What lines of the data below include the word "CouplingRules"? Report them by copying each.

Stored entries:
+++++

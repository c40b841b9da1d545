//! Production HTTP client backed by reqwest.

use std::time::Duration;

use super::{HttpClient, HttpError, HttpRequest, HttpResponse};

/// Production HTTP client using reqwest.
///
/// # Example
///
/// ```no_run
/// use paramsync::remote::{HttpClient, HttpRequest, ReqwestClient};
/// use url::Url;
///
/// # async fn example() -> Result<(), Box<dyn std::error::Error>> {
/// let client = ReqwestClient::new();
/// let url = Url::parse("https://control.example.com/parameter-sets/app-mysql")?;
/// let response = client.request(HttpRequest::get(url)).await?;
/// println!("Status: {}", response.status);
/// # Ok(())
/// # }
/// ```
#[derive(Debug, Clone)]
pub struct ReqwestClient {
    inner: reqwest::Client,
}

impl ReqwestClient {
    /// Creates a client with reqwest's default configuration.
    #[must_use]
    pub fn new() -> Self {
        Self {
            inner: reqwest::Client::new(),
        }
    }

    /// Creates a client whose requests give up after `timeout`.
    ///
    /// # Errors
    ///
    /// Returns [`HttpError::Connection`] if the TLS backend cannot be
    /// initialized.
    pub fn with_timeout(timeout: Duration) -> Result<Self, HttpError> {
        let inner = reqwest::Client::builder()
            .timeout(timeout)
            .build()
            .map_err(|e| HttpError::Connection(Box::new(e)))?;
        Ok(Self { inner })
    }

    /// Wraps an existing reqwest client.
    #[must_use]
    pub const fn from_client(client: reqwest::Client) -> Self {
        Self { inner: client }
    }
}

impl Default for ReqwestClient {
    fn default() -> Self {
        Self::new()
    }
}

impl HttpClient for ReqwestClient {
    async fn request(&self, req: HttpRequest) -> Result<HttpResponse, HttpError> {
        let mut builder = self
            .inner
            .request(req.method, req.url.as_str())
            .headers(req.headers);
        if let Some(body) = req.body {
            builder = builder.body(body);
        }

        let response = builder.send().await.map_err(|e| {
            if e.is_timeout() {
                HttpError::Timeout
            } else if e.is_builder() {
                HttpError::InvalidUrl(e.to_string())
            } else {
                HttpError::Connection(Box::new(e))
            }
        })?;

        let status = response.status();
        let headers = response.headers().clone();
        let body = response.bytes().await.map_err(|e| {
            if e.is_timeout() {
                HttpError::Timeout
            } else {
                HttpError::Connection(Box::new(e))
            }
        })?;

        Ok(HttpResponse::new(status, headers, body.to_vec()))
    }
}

+++++

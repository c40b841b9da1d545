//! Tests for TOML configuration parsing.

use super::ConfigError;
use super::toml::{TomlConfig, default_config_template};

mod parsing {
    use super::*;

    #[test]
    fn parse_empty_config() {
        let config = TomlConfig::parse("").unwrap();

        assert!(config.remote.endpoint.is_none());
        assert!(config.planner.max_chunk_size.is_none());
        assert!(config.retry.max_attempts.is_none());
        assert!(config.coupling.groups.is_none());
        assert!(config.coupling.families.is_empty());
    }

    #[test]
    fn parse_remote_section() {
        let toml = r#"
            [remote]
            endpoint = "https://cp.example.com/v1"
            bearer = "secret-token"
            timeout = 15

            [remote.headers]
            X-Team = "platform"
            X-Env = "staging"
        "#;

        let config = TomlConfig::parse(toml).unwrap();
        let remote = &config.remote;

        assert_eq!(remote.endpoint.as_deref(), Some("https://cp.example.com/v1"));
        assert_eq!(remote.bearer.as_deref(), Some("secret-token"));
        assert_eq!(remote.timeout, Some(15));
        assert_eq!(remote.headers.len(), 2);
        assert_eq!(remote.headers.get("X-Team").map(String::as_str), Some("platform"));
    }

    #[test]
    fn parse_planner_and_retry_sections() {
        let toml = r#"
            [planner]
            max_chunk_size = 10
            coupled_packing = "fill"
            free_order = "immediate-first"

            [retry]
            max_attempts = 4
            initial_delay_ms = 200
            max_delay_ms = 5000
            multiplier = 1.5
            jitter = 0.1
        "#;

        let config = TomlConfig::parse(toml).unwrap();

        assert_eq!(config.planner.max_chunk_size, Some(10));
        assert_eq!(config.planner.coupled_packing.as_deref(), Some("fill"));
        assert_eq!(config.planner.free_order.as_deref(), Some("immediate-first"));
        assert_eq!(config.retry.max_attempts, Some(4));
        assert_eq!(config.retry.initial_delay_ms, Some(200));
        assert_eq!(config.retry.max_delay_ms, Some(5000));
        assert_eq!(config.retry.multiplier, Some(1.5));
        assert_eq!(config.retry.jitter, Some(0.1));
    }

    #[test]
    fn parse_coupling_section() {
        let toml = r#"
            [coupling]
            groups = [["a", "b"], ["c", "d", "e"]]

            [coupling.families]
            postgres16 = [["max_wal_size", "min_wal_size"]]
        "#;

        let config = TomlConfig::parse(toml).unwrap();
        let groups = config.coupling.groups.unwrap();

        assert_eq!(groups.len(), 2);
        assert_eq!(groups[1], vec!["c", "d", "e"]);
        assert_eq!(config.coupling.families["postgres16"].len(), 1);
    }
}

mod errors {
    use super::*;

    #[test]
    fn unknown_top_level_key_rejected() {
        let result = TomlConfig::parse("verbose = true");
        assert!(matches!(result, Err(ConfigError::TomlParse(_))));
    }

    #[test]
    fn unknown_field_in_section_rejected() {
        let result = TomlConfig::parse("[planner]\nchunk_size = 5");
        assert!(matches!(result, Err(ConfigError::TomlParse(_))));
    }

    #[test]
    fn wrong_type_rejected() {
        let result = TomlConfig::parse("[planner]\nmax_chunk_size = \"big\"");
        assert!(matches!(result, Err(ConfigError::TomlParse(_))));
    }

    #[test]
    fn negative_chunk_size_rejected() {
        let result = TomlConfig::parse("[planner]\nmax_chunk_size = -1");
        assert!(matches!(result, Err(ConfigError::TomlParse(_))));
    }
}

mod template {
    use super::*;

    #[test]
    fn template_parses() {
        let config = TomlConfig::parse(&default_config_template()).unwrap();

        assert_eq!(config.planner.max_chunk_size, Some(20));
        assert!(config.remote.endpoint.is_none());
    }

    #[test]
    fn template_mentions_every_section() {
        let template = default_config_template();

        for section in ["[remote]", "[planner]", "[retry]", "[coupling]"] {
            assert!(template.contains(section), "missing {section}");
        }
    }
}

+++++

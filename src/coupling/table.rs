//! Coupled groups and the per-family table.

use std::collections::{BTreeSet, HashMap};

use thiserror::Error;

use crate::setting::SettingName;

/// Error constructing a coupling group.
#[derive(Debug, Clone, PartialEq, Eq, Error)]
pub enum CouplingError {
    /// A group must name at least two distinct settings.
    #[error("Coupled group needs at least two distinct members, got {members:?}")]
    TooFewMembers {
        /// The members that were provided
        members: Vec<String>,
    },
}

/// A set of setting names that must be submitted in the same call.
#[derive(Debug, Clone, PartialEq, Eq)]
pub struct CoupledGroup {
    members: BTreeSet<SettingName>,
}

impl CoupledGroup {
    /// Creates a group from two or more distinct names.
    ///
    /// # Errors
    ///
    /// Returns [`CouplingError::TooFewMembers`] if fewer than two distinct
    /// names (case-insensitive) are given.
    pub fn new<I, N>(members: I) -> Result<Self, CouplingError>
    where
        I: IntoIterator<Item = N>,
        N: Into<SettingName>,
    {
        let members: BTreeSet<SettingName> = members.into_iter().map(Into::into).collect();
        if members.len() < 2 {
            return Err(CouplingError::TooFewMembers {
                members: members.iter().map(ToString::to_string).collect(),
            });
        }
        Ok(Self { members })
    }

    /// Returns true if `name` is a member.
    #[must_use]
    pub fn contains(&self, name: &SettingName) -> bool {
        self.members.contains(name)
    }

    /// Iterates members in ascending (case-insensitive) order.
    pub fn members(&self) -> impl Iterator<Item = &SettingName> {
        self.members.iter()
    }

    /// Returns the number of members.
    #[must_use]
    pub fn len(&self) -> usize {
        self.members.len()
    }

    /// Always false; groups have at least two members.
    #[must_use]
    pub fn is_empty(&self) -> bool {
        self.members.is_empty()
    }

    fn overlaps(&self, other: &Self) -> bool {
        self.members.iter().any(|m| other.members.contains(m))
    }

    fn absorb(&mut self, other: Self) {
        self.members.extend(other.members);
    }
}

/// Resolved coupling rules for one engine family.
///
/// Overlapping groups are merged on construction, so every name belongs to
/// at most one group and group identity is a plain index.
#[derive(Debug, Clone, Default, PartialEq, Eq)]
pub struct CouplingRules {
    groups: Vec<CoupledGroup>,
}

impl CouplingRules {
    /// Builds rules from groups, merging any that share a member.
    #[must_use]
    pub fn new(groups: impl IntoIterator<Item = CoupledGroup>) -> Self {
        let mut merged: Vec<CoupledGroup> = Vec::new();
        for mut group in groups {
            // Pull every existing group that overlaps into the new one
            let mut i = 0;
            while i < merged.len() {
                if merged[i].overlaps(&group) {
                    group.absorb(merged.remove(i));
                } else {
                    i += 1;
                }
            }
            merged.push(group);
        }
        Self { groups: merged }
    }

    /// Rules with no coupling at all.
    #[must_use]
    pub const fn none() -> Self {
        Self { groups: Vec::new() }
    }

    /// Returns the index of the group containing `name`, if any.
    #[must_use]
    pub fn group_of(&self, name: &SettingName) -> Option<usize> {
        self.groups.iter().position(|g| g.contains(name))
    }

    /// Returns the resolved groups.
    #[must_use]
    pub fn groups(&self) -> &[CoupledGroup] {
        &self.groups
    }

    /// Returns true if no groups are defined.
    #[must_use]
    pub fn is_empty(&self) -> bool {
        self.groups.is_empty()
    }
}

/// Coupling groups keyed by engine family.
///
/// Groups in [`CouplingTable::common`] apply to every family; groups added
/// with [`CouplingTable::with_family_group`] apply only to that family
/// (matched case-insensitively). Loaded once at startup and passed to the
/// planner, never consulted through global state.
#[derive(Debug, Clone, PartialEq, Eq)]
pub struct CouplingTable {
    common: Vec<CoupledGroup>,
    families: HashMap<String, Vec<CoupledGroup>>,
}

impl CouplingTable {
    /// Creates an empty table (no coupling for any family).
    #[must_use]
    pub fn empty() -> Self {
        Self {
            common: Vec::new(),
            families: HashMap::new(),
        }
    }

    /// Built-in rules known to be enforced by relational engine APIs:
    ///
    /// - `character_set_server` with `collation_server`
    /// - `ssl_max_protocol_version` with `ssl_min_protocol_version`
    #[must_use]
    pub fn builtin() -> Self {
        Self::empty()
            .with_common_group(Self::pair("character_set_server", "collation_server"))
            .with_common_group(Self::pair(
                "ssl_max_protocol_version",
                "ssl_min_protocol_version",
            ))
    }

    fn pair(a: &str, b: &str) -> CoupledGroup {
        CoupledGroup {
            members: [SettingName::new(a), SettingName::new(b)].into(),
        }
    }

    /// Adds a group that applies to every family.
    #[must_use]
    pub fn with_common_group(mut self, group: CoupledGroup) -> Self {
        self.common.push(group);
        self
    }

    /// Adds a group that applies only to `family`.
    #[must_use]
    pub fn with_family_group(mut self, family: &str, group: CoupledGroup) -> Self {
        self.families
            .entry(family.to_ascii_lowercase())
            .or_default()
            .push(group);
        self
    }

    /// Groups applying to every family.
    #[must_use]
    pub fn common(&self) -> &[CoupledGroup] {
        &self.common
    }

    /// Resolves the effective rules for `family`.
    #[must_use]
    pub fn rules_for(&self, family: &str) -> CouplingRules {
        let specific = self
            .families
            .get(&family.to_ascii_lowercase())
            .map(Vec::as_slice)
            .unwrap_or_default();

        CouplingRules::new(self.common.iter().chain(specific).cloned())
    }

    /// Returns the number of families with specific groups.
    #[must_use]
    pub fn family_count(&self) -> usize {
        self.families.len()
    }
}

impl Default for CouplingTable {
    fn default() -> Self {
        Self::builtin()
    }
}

+++++

Reply to the exercise:
pub struct CouplingRules {
impl CouplingRules {
    pub fn rules_for(&self, family: &str) -> CouplingRules {
        CouplingRules::new(self.common.iter().chain(specific).cloned())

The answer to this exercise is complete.